In truth, the plot is much far more complex even than that. Whereas the Harry Potter books (and films) were essentially tight little boarding school whodunnits (Agatha Christie by way of Enid Blyton, with a healthy dose of Ursula K. Le Guin), the Fantastic Beasts movies are sprawling travelogues, packed with cities being blown apart and our heroes moving across continents at the drop of a wand. They are difficult to summarise because they are unruly and slightly formless.

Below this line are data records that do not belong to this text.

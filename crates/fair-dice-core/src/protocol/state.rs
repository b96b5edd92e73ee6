//! Exchange states: COMMITTED, CONTRIBUTED, REVEALED.
//!
//! Each state owns its data and is consumed by the transition out of it,
//! so the secret and key can only be read from a `Revealed`.

use super::{Range, RunId};
use crate::crypto::{Commitment, EntropySource, Key, OsEntropy};
use crate::error::{FairError, Result};
use serde::{Deserialize, Serialize};
use std::fmt;
use tracing::{debug, info};

/// Secret drawn and commitment computed; waiting for the contribution
pub struct Committed {
    run_id: RunId,
    range: Range,
    secret: u64,
    key: Key,
    commitment: Commitment,
}

impl Committed {
    /// Commit to a fresh secret drawn from the OS CSPRNG
    pub fn new(range: Range) -> Result<Self> {
        Self::with_entropy(range, &mut OsEntropy)
    }

    /// Commit to a fresh secret drawn from `entropy`
    pub fn with_entropy<E: EntropySource + ?Sized>(range: Range, entropy: &mut E) -> Result<Self> {
        let key = entropy.key()?;
        let secret = entropy.secret(range)?;
        if secret >= range.get() {
            return Err(FairError::EntropyUnavailable(format!(
                "secret {secret} drawn outside {range}"
            )));
        }

        let commitment = Commitment::new(&key, secret);
        let run_id = RunId::new();
        info!(run = %run_id, range = range.get(), %commitment, "committed");

        Ok(Self {
            run_id,
            range,
            secret,
            key,
            commitment,
        })
    }

    pub fn run_id(&self) -> RunId {
        self.run_id
    }

    pub fn range(&self) -> Range {
        self.range
    }

    /// The only value safe to publish in this state
    pub fn commitment(&self) -> &Commitment {
        &self.commitment
    }

    /// Accept the counterpart's value if it lies in `0..range`
    pub fn contribute(self, value: i64) -> std::result::Result<Contributed, RejectedContribution> {
        match u64::try_from(value) {
            Ok(contribution) if self.range.contains(value) => {
                debug!(run = %self.run_id, contribution, "contribution accepted");
                Ok(Contributed {
                    committed: self,
                    contribution,
                })
            }
            _ => Err(self.reject(value.to_string())),
        }
    }

    /// Parse and accept a typed-in contribution
    pub fn contribute_text(
        self,
        input: &str,
    ) -> std::result::Result<Contributed, RejectedContribution> {
        match input.trim().parse::<i64>() {
            Ok(value) => self.contribute(value),
            Err(_) => Err(self.reject(input.trim().to_string())),
        }
    }

    fn reject(self, input: String) -> RejectedContribution {
        debug!(run = %self.run_id, %input, "contribution rejected");
        RejectedContribution {
            error: FairError::OutOfRange {
                input,
                range: self.range.get(),
            },
            committed: self,
        }
    }
}

impl fmt::Debug for Committed {
    fn fmt(&self, f: &mut fmt::Formatter<'_>) -> fmt::Result {
        f.debug_struct("Committed")
            .field("run_id", &self.run_id)
            .field("range", &self.range)
            .field("commitment", &self.commitment)
            .finish_non_exhaustive()
    }
}

/// A contribution that was refused; the exchange is still COMMITTED
#[derive(Debug)]
pub struct RejectedContribution {
    pub error: FairError,
    pub committed: Committed,
}

impl RejectedContribution {
    pub fn into_parts(self) -> (FairError, Committed) {
        (self.error, self.committed)
    }
}

impl From<RejectedContribution> for FairError {
    fn from(rejected: RejectedContribution) -> Self {
        rejected.error
    }
}

/// Contribution accepted; ready to reveal
pub struct Contributed {
    committed: Committed,
    contribution: u64,
}

impl Contributed {
    /// Combine both values and disclose the secret and key
    pub fn reveal(self) -> Revealed {
        let Committed {
            run_id,
            range,
            secret,
            key,
            commitment,
        } = self.committed;
        let final_value = combine(secret, self.contribution, range);
        info!(run = %run_id, secret, contribution = self.contribution, final_value, "revealed");

        Revealed {
            run_id,
            range,
            commitment,
            secret,
            key,
            contribution: self.contribution,
            final_value,
        }
    }
}

impl fmt::Debug for Contributed {
    fn fmt(&self, f: &mut fmt::Formatter<'_>) -> fmt::Result {
        f.debug_struct("Contributed")
            .field("committed", &self.committed)
            .field("contribution", &self.contribution)
            .finish()
    }
}

/// (secret + contribution) mod range, without overflow for any u64 range
fn combine(secret: u64, contribution: u64, range: Range) -> u64 {
    ((u128::from(secret) + u128::from(contribution)) % u128::from(range.get())) as u64
}

/// Terminal state: everything needed to check the exchange after the fact
#[derive(Clone, Debug, PartialEq, Eq, Serialize, Deserialize)]
pub struct Revealed {
    pub run_id: RunId,
    pub range: Range,
    pub commitment: Commitment,
    pub secret: u64,
    pub key: Key,
    pub contribution: u64,
    pub final_value: u64,
}

impl Revealed {
    /// Recompute the commitment and the combined value
    pub fn verify(&self) -> bool {
        self.secret < self.range.get()
            && self.contribution < self.range.get()
            && self.commitment.verify(&self.key, self.secret)
            && self.final_value == combine(self.secret, self.contribution, self.range)
    }
}

#[cfg(test)]
mod tests {
    use super::*;
    use crate::crypto::FixedEntropy;

    fn committed(range: u64, secret: u64) -> Committed {
        let mut entropy = FixedEntropy::new([secret]);
        Committed::with_entropy(Range::new(range).unwrap(), &mut entropy).unwrap()
    }

    #[test]
    fn test_final_value_is_modular_sum() {
        let revealed = committed(6, 3).contribute(4).unwrap().reveal();

        assert_eq!(revealed.final_value, 1);
        assert!(revealed.verify());
    }

    #[test]
    fn test_reveal_matches_published_commitment() {
        let state = committed(6, 2);
        let published = *state.commitment();
        let revealed = state.contribute(5).unwrap().reveal();

        assert_eq!(revealed.commitment, published);
        assert!(published.verify(&revealed.key, revealed.secret));
    }

    #[test]
    fn test_out_of_range_keeps_commitment() {
        let state = committed(6, 3);
        let published = *state.commitment();

        let rejected = state.contribute(6).unwrap_err();
        assert!(matches!(
            rejected.error,
            FairError::OutOfRange { range: 6, .. }
        ));

        let (_, state) = rejected.into_parts();
        assert_eq!(*state.commitment(), published);

        let revealed = state.contribute(0).unwrap().reveal();
        assert_eq!(revealed.commitment, published);
        assert_eq!(revealed.final_value, 3);
    }

    #[test]
    fn test_negative_contribution_rejected() {
        assert!(committed(6, 0).contribute(-1).is_err());
    }

    #[test]
    fn test_non_integer_contribution_rejected() {
        for input in ["", "abc", "2.5", "1e3", "0x1"] {
            let rejected = committed(6, 0).contribute_text(input).unwrap_err();
            assert!(matches!(rejected.error, FairError::OutOfRange { .. }), "{input:?}");
        }
    }

    #[test]
    fn test_text_contribution_trimmed() {
        let revealed = committed(2, 1).contribute_text(" 1\n").unwrap().reveal();
        assert_eq!(revealed.final_value, 0);
    }

    #[test]
    fn test_single_outcome_range() {
        let revealed = Committed::new(Range::new(1).unwrap())
            .unwrap()
            .contribute(0)
            .unwrap()
            .reveal();

        assert_eq!(revealed.secret, 0);
        assert_eq!(revealed.final_value, 0);
    }

    #[test]
    fn test_combine_does_not_overflow() {
        let range = Range::new(u64::MAX).unwrap();
        assert_eq!(combine(u64::MAX - 1, u64::MAX - 1, range), u64::MAX - 2);
    }

    #[test]
    fn test_tampered_reveal_fails_verification() {
        let mut revealed = committed(6, 3).contribute(4).unwrap().reveal();
        revealed.secret = 4;
        assert!(!revealed.verify());

        let mut revealed = committed(6, 3).contribute(4).unwrap().reveal();
        revealed.final_value = 2;
        assert!(!revealed.verify());
    }

    #[test]
    fn test_debug_hides_secret() {
        let state = committed(6, 3);
        let debug = format!("{state:?}");

        assert!(!debug.contains("secret"));
        assert!(!debug.contains("key"));
    }
}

At its heart, The Crimes of Grindelwald has a scaling issue. Every sequence – Newt swimming with a kelpie, a Chinese cat/dragon tearing up Paris, the French ministry’s demon cats chasing our gang – is as big as, if not bigger, than the key set-pieces from its parent franchise. Think the second task in Harry Potter and the Goblet of Fire, the Millennium Bridge destruction from Half-Blood Prince, and the dragon escape from Deathly Hallows and you have an idea of the scale of the sequences that pepper The Crimes of Grindelwald. For all that Rowling is still in the creative driver’s seat, she cannot translate that delicacy of plotting to her screenplays.

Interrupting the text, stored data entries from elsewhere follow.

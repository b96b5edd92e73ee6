//! Commitment key.

use crate::error::{FairError, Result};
use serde::{Deserialize, Deserializer, Serialize, Serializer};
use std::fmt;
use std::str::FromStr;

/// Key length in bytes (256 bits)
pub const KEY_LEN: usize = 32;

/// One-shot key for a single commitment, disclosed on reveal
#[derive(Clone, PartialEq, Eq)]
pub struct Key([u8; KEY_LEN]);

impl Key {
    /// Create from raw bytes
    pub fn from_bytes(bytes: [u8; KEY_LEN]) -> Self {
        Self(bytes)
    }

    /// Lowercase hex encoding, as shown to the counterpart
    pub fn to_hex(&self) -> String {
        hex::encode(self.0)
    }

    /// Parse a disclosed key
    pub fn from_hex(s: &str) -> Result<Self> {
        let bytes = hex::decode(s.trim()).map_err(|e| FairError::InvalidHex {
            what: "key",
            reason: e.to_string(),
        })?;
        let bytes: [u8; KEY_LEN] = bytes.try_into().map_err(|v: Vec<u8>| FairError::InvalidHex {
            what: "key",
            reason: format!("expected {KEY_LEN} bytes, got {}", v.len()),
        })?;
        Ok(Self(bytes))
    }
}

impl FromStr for Key {
    type Err = FairError;

    fn from_str(s: &str) -> Result<Self> {
        Self::from_hex(s)
    }
}

// Key material stays out of logs until it is deliberately displayed.
impl fmt::Debug for Key {
    fn fmt(&self, f: &mut fmt::Formatter<'_>) -> fmt::Result {
        f.write_str("Key(..)")
    }
}

impl fmt::Display for Key {
    fn fmt(&self, f: &mut fmt::Formatter<'_>) -> fmt::Result {
        write!(f, "{}", self.to_hex())
    }
}

impl Serialize for Key {
    fn serialize<S: Serializer>(&self, s: S) -> std::result::Result<S::Ok, S::Error> {
        self.to_hex().serialize(s)
    }
}

impl<'de> Deserialize<'de> for Key {
    fn deserialize<D: Deserializer<'de>>(d: D) -> std::result::Result<Self, D::Error> {
        let hex_str = String::deserialize(d)?;
        Self::from_hex(&hex_str).map_err(serde::de::Error::custom)
    }
}
//! Cryptographic primitives for fair value exchanges.
//!
//! This module provides:
//! - Key for the keyed-hash commitment
//! - Commitment (HMAC-SHA3-256) binding a secret value to a key
//! - EntropySource for drawing keys and secret values

mod commitment;
mod entropy;
mod key;

pub use commitment::Commitment;
pub use entropy::{EntropySource, FixedEntropy, OsEntropy};
pub use key::{Key, KEY_LEN};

Taking up writing duties again, Rowling crafts a sequel that is even more buried in her universe’s arcane lore than the first spin-off. But, equally, for every question that it answers – why is Dumbledore (Jude Law) so loathe to fight Grindelwald? Why is Nagini so damn sexy? – it raises a half-dozen more, than seem out of step with the mechanics of the original series. Rowling’s vision of Hogwarts as previously brought to the screen by Messrs Columbus, Cuaron, Newell and Yates was hardly magic realist, but it was magic logical. Here, the adventures of Newt Scamander are both plodding – Grindelwald’s rally resembles the trade debate sequences from The Phantom Menace – and utterly daft. Entire sections could have been surgically removed without loss of any narrative direction, and the emotional climax – involving, shock horror, a death – is so bafflingly unintelligible as to leave eyes dry and mouths open.

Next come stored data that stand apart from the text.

//! Fair Dice Core Library
//!
//! This crate provides the commitment primitives, the two-party fair value
//! exchange, and the dice game built on top of it.

pub mod crypto;
pub mod error;
pub mod games;
pub mod protocol;
mod range;

pub use crypto::{Commitment, EntropySource, FixedEntropy, Key, OsEntropy};
pub use error::{DiceError, FairError, GameError, Result};
pub use games::{DiceGame, Die, GameEvent, GameReport, Narrator, Outcome, Player, ProbabilityTable};
pub use protocol::{
    Announcer, Committed, Contributed, ContributionSource, Decision, FairValueProtocol, Range,
    Reply, Revealed, RunId,
};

And yet, in a world where Marvel Studios are constantly applauded for turning out essentially the same film, over and over, with interchangeable dialogue being delivered by interchangeable characters, there is something quite charming about the construction of Rowling’s jokes, her touch for relationships, that feels organic and unexpected. There are so many moments in Fantastic Beasts where an exchange or set-piece defies the simple and rote blockbuster methodology that it is hard to hate. And every time we dive into Newt’s suitcase or the basement of his London home (which is so vast it would make the Duke of Westminster blush) there’s a sense of unleashed magic that children will love, whilst adults will marvel at the advances in CGI.
The Crimes of Grindelwald is, of course, too long (it clocks in at 134 minutes, but never quite tests an audience’s patience) but it’s not an unwelcome addition to the box office. A mess then, but a mess that deserves to be indulged. Whether the film’s frosty reception will lead to a rethink of a series that is less than halfway and already scraping the barrel remains to be seen, though once tickets start being bought perhaps those fears will fade away.